[Items listed in a dataset]
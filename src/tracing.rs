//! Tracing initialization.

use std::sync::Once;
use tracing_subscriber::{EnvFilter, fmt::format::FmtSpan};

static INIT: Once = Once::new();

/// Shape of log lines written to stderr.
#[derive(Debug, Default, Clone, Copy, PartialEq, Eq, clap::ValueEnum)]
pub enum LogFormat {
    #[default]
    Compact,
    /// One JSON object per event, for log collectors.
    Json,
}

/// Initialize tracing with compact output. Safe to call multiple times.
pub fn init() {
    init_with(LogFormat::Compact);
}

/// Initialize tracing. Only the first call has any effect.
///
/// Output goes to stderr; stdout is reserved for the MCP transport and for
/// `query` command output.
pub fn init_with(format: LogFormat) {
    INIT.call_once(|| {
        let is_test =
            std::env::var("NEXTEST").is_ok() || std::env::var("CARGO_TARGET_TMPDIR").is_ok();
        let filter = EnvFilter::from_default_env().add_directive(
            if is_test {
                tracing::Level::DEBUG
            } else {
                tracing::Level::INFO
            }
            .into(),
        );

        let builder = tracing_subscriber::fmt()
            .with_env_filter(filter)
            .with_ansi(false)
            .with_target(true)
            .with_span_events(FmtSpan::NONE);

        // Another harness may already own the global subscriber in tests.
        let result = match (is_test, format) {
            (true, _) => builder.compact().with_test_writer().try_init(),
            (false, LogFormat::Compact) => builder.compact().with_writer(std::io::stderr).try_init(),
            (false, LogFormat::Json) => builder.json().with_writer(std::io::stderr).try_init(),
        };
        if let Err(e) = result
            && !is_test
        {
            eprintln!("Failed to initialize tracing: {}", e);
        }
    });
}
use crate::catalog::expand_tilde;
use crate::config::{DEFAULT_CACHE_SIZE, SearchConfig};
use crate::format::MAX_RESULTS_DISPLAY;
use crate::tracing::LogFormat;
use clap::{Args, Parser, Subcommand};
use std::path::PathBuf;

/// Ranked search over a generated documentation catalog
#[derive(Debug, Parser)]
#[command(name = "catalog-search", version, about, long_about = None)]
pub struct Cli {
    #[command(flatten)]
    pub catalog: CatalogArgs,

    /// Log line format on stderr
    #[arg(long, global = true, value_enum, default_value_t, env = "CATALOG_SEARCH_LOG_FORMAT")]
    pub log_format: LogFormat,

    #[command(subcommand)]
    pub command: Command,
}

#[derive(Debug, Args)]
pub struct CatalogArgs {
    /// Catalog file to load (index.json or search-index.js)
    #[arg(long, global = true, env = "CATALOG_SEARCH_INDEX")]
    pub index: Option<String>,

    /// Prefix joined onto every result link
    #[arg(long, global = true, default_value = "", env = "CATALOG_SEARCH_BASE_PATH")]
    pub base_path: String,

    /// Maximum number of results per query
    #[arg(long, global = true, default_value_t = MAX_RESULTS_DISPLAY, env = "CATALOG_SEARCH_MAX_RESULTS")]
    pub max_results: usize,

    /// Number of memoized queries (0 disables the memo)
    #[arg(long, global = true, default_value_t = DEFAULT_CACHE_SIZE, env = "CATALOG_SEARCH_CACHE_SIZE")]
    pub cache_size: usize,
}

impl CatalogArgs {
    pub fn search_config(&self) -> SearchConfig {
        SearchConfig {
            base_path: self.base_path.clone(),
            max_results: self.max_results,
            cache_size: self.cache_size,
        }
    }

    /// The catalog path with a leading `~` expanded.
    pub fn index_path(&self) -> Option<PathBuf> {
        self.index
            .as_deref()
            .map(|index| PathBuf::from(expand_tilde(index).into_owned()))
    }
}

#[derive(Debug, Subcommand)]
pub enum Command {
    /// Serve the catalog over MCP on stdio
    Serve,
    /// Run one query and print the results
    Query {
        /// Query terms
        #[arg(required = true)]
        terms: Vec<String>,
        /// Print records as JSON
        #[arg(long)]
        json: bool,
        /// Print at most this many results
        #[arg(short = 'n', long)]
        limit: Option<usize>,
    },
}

--

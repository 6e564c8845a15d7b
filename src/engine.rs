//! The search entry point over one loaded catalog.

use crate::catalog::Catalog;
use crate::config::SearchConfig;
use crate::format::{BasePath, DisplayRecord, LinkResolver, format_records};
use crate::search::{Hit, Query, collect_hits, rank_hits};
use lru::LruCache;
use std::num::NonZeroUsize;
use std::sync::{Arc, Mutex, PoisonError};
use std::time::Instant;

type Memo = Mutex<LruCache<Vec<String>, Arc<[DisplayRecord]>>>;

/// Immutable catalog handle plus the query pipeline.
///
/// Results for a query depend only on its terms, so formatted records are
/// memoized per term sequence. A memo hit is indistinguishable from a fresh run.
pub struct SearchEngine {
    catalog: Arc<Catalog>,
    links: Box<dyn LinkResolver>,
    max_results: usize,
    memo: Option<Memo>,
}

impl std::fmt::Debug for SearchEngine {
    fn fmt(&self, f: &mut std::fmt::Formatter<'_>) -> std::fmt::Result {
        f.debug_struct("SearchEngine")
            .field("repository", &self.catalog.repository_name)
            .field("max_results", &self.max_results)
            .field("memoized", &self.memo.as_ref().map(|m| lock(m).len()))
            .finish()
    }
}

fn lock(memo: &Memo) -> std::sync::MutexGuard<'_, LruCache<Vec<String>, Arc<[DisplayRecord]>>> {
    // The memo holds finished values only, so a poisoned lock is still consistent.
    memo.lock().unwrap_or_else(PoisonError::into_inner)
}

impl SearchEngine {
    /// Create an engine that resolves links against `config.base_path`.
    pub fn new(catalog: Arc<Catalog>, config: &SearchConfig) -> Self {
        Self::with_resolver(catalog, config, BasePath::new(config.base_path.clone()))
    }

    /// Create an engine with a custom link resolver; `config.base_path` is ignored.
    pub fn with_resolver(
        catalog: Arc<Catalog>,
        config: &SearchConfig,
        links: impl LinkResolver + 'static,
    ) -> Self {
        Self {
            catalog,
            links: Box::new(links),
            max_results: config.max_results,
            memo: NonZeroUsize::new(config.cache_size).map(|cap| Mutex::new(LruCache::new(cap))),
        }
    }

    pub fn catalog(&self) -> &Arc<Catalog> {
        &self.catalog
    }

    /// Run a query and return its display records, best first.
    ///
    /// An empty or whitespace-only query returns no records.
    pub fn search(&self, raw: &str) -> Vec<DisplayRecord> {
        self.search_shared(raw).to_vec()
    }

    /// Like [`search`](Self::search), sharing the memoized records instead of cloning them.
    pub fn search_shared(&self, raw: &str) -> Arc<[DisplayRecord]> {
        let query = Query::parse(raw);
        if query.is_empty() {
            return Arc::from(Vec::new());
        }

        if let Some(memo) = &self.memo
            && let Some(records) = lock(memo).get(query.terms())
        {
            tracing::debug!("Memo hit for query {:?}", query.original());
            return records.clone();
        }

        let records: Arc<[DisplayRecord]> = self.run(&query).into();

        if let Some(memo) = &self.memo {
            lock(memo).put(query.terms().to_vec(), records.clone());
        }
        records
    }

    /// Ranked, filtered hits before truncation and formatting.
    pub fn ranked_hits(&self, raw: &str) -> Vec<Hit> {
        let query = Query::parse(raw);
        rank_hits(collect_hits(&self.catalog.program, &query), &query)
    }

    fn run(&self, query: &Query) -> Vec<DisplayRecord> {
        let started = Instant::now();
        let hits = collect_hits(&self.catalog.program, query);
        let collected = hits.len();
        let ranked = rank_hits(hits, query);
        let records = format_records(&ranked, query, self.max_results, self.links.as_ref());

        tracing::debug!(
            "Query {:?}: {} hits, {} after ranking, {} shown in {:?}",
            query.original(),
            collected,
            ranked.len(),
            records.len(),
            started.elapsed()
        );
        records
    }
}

...

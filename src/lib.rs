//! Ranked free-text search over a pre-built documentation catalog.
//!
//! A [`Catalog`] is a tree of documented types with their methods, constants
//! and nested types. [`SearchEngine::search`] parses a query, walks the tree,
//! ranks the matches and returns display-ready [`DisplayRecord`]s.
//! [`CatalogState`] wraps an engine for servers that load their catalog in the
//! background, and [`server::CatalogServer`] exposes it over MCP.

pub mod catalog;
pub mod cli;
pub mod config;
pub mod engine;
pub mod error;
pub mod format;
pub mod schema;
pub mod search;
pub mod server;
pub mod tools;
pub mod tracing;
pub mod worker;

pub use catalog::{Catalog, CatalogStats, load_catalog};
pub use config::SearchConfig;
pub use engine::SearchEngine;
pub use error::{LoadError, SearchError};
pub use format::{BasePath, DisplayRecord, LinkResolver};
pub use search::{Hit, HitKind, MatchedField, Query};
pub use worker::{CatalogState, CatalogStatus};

### Task directions
Each line above that holds the string "FmtSpan" should be copied and shown.

### Written answer
use tracing_subscriber::{EnvFilter, fmt::format::FmtSpan};
            .with_span_events(FmtSpan::NONE);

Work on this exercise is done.